Records to use Start Marker

// Server configuration: optional TOML file plus command-line overrides

use jasper_sdk::{JasperClient, JasperError, DEFAULT_BASE_URL};
use serde::{Deserialize, Serialize};
use std::path::{Path, PathBuf};
use std::time::Duration;
use thiserror::Error;

#[derive(Debug, Error)]
pub enum ConfigError {
    #[error("JASPER_API_KEY environment variable is not set. Please set it and try again.")]
    MissingApiKey,

    #[error("Failed to read configuration file {path}: {source}")]
    Read {
        path: PathBuf,
        #[source]
        source: std::io::Error,
    },

    #[error("Failed to parse configuration file {path}: {source}")]
    Parse {
        path: PathBuf,
        #[source]
        source: toml::de::Error,
    },

    #[error("Invalid client configuration: {0}")]
    Client(#[from] JasperError),
}

#[derive(Debug, Clone, Default, Serialize, Deserialize)]
pub struct ServerConfig {
    #[serde(default)]
    pub api: ApiConfig,
}

#[derive(Debug, Clone, Serialize, Deserialize)]
pub struct ApiConfig {
    #[serde(default = "default_base_url")]
    pub base_url: String,

    /// Per-request timeout. Unset means the transport default.
    #[serde(default)]
    pub timeout_secs: Option<u64>,
}

fn default_base_url() -> String {
    DEFAULT_BASE_URL.to_string()
}

impl Default for ApiConfig {
    fn default() -> Self {
        Self {
            base_url: default_base_url(),
            timeout_secs: None,
        }
    }
}

impl ServerConfig {
    /// Load the configuration file if one is given and exists, otherwise use defaults.
    pub fn load(path: Option<&Path>) -> Result<Self, ConfigError> {
        let Some(path) = path else {
            return Ok(Self::default());
        };

        if !path.exists() {
            tracing::info!(path = %path.display(), "Configuration file not found, using defaults");
            return Ok(Self::default());
        }

        let content = std::fs::read_to_string(path).map_err(|source| ConfigError::Read {
            path: path.to_path_buf(),
            source,
        })?;
        toml::from_str(&content).map_err(|source| ConfigError::Parse {
            path: path.to_path_buf(),
            source,
        })
    }

    /// Replace the configured base URL when one was given on the command line.
    pub fn with_base_url(mut self, base_url: Option<String>) -> Self {
        if let Some(base_url) = base_url.filter(|url| !url.trim().is_empty()) {
            self.api.base_url = base_url;
        }
        self
    }

    /// Build the Jasper client for this configuration.
    pub fn client(&self, api_key: String) -> Result<JasperClient, ConfigError> {
        let mut builder = JasperClient::builder()
            .base_url(self.api.base_url.clone())
            .api_key(api_key);

        if let Some(secs) = self.api.timeout_secs {
            builder = builder.timeout(Duration::from_secs(secs));
        }

        Ok(builder.build()?)
    }
}

/// The API key must be present and non-empty before anything else is built.
pub fn require_api_key(api_key: Option<String>) -> Result<String, ConfigError> {
    api_key
        .filter(|key| !key.trim().is_empty())
        .ok_or(ConfigError::MissingApiKey)
}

Records to use End Marker

**How to complete this task:**
For each line above that includes the word "builder", make a copy of that line.

**Solution to this problem:**
        let mut builder = JasperClient::builder()
            builder = builder.timeout(Duration::from_secs(secs));
        Ok(builder.build()?)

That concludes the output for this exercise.